» WORK INSTRUCTIONS
Scan the records for "sources". Show the matching lines.

» DATA FOR THIS EXERCISE

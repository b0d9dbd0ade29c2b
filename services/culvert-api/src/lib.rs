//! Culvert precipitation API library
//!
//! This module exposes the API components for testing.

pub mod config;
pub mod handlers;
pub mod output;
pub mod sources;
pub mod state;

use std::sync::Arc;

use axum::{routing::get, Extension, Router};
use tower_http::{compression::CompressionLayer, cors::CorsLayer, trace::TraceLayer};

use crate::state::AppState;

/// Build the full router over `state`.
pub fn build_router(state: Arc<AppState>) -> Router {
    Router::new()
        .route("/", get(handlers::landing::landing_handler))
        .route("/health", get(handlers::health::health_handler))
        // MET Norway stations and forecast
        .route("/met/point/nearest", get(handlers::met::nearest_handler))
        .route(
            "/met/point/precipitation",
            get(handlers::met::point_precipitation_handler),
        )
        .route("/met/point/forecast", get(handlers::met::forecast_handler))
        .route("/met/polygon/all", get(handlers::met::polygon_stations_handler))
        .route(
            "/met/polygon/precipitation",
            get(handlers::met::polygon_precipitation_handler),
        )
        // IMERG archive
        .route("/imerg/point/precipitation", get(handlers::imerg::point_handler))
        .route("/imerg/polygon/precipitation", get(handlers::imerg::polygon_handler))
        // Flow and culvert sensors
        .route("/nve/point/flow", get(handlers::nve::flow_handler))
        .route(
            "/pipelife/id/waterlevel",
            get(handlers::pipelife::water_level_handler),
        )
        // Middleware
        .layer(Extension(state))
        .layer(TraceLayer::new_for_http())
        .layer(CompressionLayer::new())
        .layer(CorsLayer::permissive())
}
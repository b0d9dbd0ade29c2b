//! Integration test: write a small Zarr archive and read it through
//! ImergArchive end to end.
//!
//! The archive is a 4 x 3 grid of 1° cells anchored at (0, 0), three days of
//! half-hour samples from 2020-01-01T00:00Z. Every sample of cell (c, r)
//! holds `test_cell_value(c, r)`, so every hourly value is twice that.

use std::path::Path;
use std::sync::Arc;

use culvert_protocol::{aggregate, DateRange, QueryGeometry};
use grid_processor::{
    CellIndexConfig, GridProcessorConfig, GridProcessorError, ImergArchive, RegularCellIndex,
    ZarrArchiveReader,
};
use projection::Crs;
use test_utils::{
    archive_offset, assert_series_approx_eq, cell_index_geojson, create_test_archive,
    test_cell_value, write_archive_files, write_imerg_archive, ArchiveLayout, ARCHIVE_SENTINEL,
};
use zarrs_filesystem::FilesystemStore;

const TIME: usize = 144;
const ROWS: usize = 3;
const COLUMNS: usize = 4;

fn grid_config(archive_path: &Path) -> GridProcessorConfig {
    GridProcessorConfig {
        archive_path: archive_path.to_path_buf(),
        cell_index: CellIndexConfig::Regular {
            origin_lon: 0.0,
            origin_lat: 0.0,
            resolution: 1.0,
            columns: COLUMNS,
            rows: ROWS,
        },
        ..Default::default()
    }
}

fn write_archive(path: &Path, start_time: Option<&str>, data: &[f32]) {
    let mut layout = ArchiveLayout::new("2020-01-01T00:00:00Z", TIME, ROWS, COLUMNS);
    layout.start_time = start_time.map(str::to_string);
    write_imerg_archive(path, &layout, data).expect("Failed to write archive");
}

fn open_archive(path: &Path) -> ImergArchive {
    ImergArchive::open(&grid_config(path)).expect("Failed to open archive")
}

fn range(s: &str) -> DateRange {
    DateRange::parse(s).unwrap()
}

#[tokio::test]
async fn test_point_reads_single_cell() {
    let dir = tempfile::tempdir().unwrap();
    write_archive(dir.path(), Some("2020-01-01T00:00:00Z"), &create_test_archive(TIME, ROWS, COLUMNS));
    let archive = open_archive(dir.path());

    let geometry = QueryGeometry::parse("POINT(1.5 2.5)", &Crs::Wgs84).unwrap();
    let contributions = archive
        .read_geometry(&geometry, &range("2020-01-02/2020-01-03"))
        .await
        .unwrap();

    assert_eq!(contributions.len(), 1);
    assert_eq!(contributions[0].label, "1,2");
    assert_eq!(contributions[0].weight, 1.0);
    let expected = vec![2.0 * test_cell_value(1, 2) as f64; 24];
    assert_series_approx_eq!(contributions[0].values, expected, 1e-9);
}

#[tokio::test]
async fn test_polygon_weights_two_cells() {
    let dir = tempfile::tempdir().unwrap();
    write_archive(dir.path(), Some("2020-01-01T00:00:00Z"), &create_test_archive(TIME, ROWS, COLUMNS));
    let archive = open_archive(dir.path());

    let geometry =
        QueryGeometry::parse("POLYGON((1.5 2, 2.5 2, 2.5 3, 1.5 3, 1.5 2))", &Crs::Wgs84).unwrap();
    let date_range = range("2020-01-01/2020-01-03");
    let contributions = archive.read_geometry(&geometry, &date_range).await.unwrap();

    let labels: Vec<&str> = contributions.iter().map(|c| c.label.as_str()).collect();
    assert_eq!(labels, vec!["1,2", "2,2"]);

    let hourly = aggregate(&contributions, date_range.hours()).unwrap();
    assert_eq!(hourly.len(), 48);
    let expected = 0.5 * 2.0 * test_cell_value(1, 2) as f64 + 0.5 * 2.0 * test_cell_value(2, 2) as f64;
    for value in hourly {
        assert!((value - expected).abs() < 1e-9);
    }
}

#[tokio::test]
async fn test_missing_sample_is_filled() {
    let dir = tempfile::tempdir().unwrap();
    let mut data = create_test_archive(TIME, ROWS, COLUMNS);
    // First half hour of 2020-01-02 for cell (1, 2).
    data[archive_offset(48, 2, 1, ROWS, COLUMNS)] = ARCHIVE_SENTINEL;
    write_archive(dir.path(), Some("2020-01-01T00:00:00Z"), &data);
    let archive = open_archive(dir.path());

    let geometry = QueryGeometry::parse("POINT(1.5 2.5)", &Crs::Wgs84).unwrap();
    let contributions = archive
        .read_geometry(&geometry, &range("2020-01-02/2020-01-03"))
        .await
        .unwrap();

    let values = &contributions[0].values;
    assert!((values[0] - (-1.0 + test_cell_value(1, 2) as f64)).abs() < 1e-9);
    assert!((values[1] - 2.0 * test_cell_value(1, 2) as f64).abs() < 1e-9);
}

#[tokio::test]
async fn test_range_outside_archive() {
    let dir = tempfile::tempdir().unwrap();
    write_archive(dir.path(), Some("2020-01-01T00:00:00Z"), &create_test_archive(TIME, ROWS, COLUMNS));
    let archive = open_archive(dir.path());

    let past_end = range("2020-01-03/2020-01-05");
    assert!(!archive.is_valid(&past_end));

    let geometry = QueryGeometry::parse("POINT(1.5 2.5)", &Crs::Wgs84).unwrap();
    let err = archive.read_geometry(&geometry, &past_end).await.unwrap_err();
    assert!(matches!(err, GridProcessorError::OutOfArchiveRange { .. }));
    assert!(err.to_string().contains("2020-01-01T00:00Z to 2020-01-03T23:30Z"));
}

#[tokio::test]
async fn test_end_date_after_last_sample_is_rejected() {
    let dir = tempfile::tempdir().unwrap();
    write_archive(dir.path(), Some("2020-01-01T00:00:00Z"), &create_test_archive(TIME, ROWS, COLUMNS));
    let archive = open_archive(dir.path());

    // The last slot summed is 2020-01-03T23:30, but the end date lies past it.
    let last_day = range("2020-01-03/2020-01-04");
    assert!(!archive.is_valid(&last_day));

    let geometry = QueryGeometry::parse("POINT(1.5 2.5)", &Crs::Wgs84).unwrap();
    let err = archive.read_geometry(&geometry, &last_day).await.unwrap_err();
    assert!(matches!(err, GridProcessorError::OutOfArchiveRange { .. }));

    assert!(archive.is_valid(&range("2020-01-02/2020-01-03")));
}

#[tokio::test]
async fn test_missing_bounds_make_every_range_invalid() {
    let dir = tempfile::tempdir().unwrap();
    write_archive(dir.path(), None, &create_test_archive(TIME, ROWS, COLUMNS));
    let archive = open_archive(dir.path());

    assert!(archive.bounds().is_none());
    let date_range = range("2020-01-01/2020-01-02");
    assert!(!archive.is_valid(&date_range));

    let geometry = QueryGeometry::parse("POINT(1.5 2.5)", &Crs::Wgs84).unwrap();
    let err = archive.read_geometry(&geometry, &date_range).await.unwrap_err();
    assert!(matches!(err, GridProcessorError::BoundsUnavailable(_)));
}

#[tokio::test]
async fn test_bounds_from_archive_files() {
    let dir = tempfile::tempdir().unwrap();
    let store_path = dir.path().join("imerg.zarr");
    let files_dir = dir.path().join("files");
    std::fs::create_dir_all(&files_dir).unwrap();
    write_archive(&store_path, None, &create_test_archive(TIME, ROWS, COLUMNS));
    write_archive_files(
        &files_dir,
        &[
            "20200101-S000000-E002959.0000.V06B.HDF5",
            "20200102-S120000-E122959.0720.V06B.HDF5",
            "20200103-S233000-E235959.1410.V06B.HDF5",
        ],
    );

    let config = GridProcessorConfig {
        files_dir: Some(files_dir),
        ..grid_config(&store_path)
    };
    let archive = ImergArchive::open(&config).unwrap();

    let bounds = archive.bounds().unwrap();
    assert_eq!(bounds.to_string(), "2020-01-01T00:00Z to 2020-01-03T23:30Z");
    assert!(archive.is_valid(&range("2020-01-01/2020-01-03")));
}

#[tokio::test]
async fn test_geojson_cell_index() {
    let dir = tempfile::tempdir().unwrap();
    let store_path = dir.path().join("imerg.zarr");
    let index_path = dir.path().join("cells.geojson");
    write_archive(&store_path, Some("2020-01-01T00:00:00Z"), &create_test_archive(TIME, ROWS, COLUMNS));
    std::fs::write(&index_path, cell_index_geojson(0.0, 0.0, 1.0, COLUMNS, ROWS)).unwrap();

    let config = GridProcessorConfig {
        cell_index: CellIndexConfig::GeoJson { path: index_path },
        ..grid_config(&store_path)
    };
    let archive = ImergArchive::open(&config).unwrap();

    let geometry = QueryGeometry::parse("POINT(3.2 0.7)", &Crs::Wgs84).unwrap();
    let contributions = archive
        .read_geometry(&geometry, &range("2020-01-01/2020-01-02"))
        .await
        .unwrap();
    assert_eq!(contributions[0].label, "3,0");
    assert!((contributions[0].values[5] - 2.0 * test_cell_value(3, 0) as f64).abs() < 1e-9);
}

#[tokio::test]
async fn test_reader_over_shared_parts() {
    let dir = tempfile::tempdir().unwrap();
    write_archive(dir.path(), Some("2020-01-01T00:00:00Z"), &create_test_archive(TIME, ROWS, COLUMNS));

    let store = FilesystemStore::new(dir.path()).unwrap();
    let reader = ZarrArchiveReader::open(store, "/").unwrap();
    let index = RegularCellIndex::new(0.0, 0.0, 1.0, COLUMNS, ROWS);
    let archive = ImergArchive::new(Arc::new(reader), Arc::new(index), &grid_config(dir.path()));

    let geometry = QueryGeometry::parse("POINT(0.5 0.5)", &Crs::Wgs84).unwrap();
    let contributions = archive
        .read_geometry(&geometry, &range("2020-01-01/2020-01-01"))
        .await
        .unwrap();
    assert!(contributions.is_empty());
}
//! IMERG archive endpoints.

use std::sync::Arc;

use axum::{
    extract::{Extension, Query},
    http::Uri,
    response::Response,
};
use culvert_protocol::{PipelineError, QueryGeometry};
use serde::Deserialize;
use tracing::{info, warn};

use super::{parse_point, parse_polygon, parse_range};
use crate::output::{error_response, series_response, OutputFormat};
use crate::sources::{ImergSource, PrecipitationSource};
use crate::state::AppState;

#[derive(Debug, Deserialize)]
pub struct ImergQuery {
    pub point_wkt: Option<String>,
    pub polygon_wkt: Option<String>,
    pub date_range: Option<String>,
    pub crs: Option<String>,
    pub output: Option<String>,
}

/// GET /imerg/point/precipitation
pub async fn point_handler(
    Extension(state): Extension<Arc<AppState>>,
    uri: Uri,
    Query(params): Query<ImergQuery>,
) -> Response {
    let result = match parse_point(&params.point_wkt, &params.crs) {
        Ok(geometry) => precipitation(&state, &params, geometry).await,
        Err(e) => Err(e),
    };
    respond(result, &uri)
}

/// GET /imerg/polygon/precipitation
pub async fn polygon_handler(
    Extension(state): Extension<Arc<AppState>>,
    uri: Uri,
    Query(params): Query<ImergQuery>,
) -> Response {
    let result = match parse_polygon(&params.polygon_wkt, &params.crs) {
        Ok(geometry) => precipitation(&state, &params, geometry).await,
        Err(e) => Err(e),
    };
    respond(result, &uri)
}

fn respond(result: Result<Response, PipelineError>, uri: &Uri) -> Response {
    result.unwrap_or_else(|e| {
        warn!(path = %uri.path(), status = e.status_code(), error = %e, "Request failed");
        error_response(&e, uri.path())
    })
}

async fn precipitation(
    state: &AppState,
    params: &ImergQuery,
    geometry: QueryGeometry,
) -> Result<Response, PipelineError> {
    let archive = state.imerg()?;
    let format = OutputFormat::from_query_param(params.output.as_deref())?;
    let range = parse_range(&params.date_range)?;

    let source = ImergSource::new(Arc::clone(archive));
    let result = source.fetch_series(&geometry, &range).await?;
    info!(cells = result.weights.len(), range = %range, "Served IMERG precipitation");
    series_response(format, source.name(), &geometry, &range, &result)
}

--

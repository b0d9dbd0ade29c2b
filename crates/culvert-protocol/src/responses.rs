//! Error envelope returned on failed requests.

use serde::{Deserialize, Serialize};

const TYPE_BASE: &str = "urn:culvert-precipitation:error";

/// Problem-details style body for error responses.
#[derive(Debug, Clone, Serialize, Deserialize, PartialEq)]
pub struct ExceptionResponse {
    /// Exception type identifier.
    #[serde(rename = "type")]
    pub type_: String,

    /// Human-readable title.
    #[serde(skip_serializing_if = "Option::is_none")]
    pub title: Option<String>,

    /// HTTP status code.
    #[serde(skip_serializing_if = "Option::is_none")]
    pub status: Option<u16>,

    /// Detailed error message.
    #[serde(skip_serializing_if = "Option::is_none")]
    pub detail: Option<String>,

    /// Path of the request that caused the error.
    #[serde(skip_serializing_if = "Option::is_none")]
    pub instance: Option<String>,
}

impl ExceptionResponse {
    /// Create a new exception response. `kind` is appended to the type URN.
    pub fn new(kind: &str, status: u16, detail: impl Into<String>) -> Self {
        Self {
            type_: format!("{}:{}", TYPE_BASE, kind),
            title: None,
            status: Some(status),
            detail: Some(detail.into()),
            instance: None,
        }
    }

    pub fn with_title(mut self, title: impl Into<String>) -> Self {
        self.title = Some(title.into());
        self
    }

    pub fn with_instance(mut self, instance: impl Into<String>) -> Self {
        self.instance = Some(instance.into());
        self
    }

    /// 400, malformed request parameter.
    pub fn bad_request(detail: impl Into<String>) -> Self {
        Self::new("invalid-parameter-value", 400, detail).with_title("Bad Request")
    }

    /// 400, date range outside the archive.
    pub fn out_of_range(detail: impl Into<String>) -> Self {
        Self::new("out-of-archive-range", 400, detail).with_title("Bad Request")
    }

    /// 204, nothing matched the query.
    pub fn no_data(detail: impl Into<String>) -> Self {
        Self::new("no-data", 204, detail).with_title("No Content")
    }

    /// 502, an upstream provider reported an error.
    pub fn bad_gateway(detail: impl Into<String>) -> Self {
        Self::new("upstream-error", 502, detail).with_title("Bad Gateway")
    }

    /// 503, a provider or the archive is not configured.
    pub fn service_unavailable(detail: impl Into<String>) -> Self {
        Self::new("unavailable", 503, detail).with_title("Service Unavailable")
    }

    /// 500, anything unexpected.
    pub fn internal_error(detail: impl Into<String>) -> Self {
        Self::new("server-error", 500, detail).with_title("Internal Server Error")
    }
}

» OUTPUT OF THE TASK
pub mod sources;
use crate::sources::{ImergSource, PrecipitationSource};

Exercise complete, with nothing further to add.